Four projects were awarded during cycle 1 of the opportunity pool.
- A consortium-wide common tool box for transcript perturbation in multiple diabetes-relevant cell types
PIs: Anna Gloyn, Karen Mohlke
Abstract: A central goal of the AMP-CMD consortium is to deliver a robust set of genes or “effector transcripts” responsible for mediating T2D-GWAS associations. Perturbing candidate effectors is critical to provide evidence for causality. Many studies of function are limited to a single cell type and context, leading to incomplete or inaccurate conclusions about a gene’s contribution to disease mechanisms, especially genes with pleiotropic effects. Studies of transcript effects on multiple diabetes-related cell processes in multiple cell types/contexts will provide robust data to define risk genes and inform further studies of function. Aim 1: Prioritize genes for collaborative studies of knockdown effects on diabetes- relevant cell functions. We will collect genes identified in the initial AMP-CMD RFA, updated AMP-T2D analyses, and the Effector Transcript Working Group. Genes will be prioritized based on evidence for pleiotropy across diabetes-relevant cell types. In parallel we will generate a cell-type-specific pooled library focused on both genes and regulatory elements predicted to work through two major liver cell types. This will serve as a paradigm for how the library can be scaled and expanded to serve additional investigators. Aim 2: Generate lentiviral guideRNA libraries for CRISPR inhibition across cell types. We will clone gRNAs into plasmid vectors and generate lentivirus for ~180 gene promoters using 4 gRNAs/promoter in arrayed format and 10 gRNAs/promoter in pooled format. This cost-effective resource is scalable and future libraries could include gRNAs for enhancers. For the NAFLD library we will clone 4K gRNAs targeted at both genes and enhancers. Libraries will be infected in AAVS1-integrated doxycycline-inducible dCas9-KRAB inducible cell lines, which allows to generate homogenous, targeted cell populations in a reversible, tunable and efficient manner. Future Aim 3: Determine the consequences of gene knockdown. Multiple groups will use these libraries in at least islet beta cells, adipocytes, hepatocytes, and myocytes and measure, depending on cell type, insulin secretion, insulin-stimulated glucose uptake, lipid accumulation, mitochondrial function, and other assays.
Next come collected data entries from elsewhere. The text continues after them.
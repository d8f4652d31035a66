//! On-disk model storage: one `{id}.cube` JSON document per model

use crate::model::ModelRecord;
use cubeserve_core::{Error, ModelId, Result};
use std::io::ErrorKind;
use std::path::{Path, PathBuf};
use tracing::{debug, info};

/// Extension of persisted model documents
pub const MODEL_EXTENSION: &str = "cube";

/// Directory of persisted models
#[derive(Debug, Clone)]
pub struct ModelStorage {
    root: PathBuf,
}

impl ModelStorage {
    pub fn new(root: impl Into<PathBuf>) -> Self {
        Self { root: root.into() }
    }

    pub fn root(&self) -> &Path {
        &self.root
    }

    /// Path of the document for `id`
    pub fn path_for(&self, id: ModelId) -> PathBuf {
        self.root.join(format!("{}.{}", id, MODEL_EXTENSION))
    }

    /// Read and parse the document for `id`
    pub async fn read(&self, id: ModelId) -> Result<ModelRecord> {
        let path = self.path_for(id);
        let content = match tokio::fs::read(&path).await {
            Ok(content) => content,
            Err(e) if e.kind() == ErrorKind::NotFound => {
                return Err(Error::ModelNotFound { id, path });
            }
            Err(e) => {
                return Err(Error::corrupt(id, format!("failed to read {}: {}", path.display(), e)));
            }
        };

        debug!(model_id = id, path = %path.display(), bytes = content.len(), "Read model document");
        serde_json::from_slice(&content).map_err(|e| {
            Error::corrupt(id, format!("invalid model document {}: {}", path.display(), e))
        })
    }

    /// Write the document for `id` atomically (temp file, then rename)
    pub async fn write(&self, id: ModelId, record: &ModelRecord) -> Result<()> {
        tokio::fs::create_dir_all(&self.root).await?;

        let path = self.path_for(id);
        let tmp = self.root.join(format!("{}.{}.tmp", id, MODEL_EXTENSION));
        let body = serde_json::to_vec(record)?;

        tokio::fs::write(&tmp, &body).await?;
        if let Err(e) = tokio::fs::rename(&tmp, &path).await {
            let _ = tokio::fs::remove_file(&tmp).await;
            return Err(e.into());
        }

        info!(model_id = id, kind = %record.kind(), path = %path.display(), "Persisted model");
        Ok(())
    }

    /// IDs of every model document in the directory, ascending
    pub async fn list_ids(&self) -> Result<Vec<ModelId>> {
        let mut entries = match tokio::fs::read_dir(&self.root).await {
            Ok(entries) => entries,
            Err(e) if e.kind() == ErrorKind::NotFound => return Ok(Vec::new()),
            Err(e) => return Err(e.into()),
        };

        let mut ids = Vec::new();
        while let Some(entry) = entries.next_entry().await? {
            let path = entry.path();
            if path.extension().and_then(|e| e.to_str()) != Some(MODEL_EXTENSION) {
                continue;
            }
            if let Some(id) = path
                .file_stem()
                .and_then(|s| s.to_str())
                .and_then(|s| s.parse::<ModelId>().ok())
            {
                ids.push(id);
            }
        }
        ids.sort_unstable();
        Ok(ids)
    }

    /// `max(existing) + 1`, or 0 for an empty directory
    pub async fn next_id(&self) -> Result<ModelId> {
        Ok(self.list_ids().await?.last().map_or(0, |max| max + 1))
    }
}

#[cfg(test)]
mod tests {
    use super::*;
    use crate::classifier::{EmbedderSpec, LinearParams};
    use crate::model::IntentClassifierRecord;
    use crate::tokenizer::TokenizerMode;

    fn record() -> ModelRecord {
        ModelRecord::IntentClassifier(IntentClassifierRecord {
            embedder: EmbedderSpec::new("ru", TokenizerMode::Token),
            params: LinearParams {
                labels: vec!["a".into()],
                weights: vec![vec![0.125, -1.5]],
                bias: vec![0.5],
            },
        })
    }

    #[tokio::test]
    async fn test_next_id_on_empty_and_missing_dir() {
        let dir = tempfile::tempdir().unwrap();
        assert_eq!(ModelStorage::new(dir.path()).next_id().await.unwrap(), 0);
        assert_eq!(
            ModelStorage::new(dir.path().join("absent")).next_id().await.unwrap(),
            0
        );
    }

    #[tokio::test]
    async fn test_next_id_after_writes_in_any_order() {
        let dir = tempfile::tempdir().unwrap();
        let storage = ModelStorage::new(dir.path());

        for id in [2, 0, 1] {
            storage.write(id, &record()).await.unwrap();
        }
        std::fs::write(dir.path().join("notes.txt"), "x").unwrap();
        std::fs::write(dir.path().join("draft.cube"), "{}").unwrap();

        assert_eq!(storage.list_ids().await.unwrap(), vec![0, 1, 2]);
        assert_eq!(storage.next_id().await.unwrap(), 3);
    }

    #[tokio::test]
    async fn test_write_then_read_is_lossless() {
        let dir = tempfile::tempdir().unwrap();
        let storage = ModelStorage::new(dir.path().join("nested"));

        storage.write(5, &record()).await.unwrap();
        assert!(storage.path_for(5).exists());
        assert_eq!(storage.read(5).await.unwrap(), record());

        let leftovers: Vec<_> = std::fs::read_dir(storage.root())
            .unwrap()
            .filter_map(|e| e.ok())
            .filter(|e| e.file_name().to_string_lossy().ends_with(".tmp"))
            .collect();
        assert!(leftovers.is_empty());
    }

    #[tokio::test]
    async fn test_read_errors_are_distinguished() {
        let dir = tempfile::tempdir().unwrap();
        let storage = ModelStorage::new(dir.path());

        assert!(matches!(
            storage.read(9).await,
            Err(Error::ModelNotFound { id: 9, .. })
        ));

        std::fs::write(storage.path_for(9), "{not json").unwrap();
        assert!(matches!(
            storage.read(9).await,
            Err(Error::ModelCorrupt { id: 9, .. })
        ));
    }
}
- Comprehensive functional characterization of metabolic disease-associated variants in relevant cell types
PIs: Michael Stitzel and Ryan Tewhey
Abstract: Our understanding of the genetics of Type 2 diabetes (T2D) and other common metabolic diseases (CMD) has contributed significantly towards a fundamental goal of identifying common and rare genetic markers (e.g., single nucleotide polymorphisms, rare variants, structural variation etc.) associated with complex phenotypic traits including risk of disease. Variant catalogues have rapidly expanded, propelled by larger genome-wide association studies (GWAS) and biobanks. However, two characteristics of most GWAS variants impede efforts to translate genetic associations into molecular and pathophysiologic effects: (i) they reside in non-coding regions of the genome and modulate gene expression; and (ii) linkage disequilibrium and lagging efforts to leverage recombination across world populations imposes constraints on our ability to localize individual causal allele(s) within large haplotype blocks. Comprehensive first-principle, molecular-level understanding of CMD-associated non-coding variant function is essential to identify candidate causal gene regulatory variants, define their allelic effects on transcriptional activity, and determine the cell type(s) and context(s) in which they act. To identify functional T2D variants with expression-modulating activity in human (pre)adipocytes, we will test a 60k oligo T2D Module (T2DM) MPRA library containing ~8,800 fine-mapped, high priority T2D variants from DIAMANTE, UK Biobank, and Biobank Japan as well as a panel of positive and negative control sequences. Preliminary T2DM MPRA analyses nominated 176 T2D variants as functional expression modulating variants (emVars) in one of five ENCODE cell types (K562, A549, GM12878, SK-N-SH, and HepG2) and/or human EndoC-ßH3 ß-cells. We will extend this T2DM MPRA library to identify T2D emVars in SGBS (pre)adipocytes. Importantly, we will share the list of emVars and provide the T2DM library to AMP-CMD investigators to enable discovery of T2D variant effects in additional cell types and contexts. We will also contribute our expertise with MPRA to consortium efforts to create a new MPRA library representing new T2D/CMD signals, disease variants, and design parameters. We will test and validate cell- and context-specific effects of variants in this library using human EndoC-ßH3 ß-cells to identify and nominate functional emVars within these new association signals.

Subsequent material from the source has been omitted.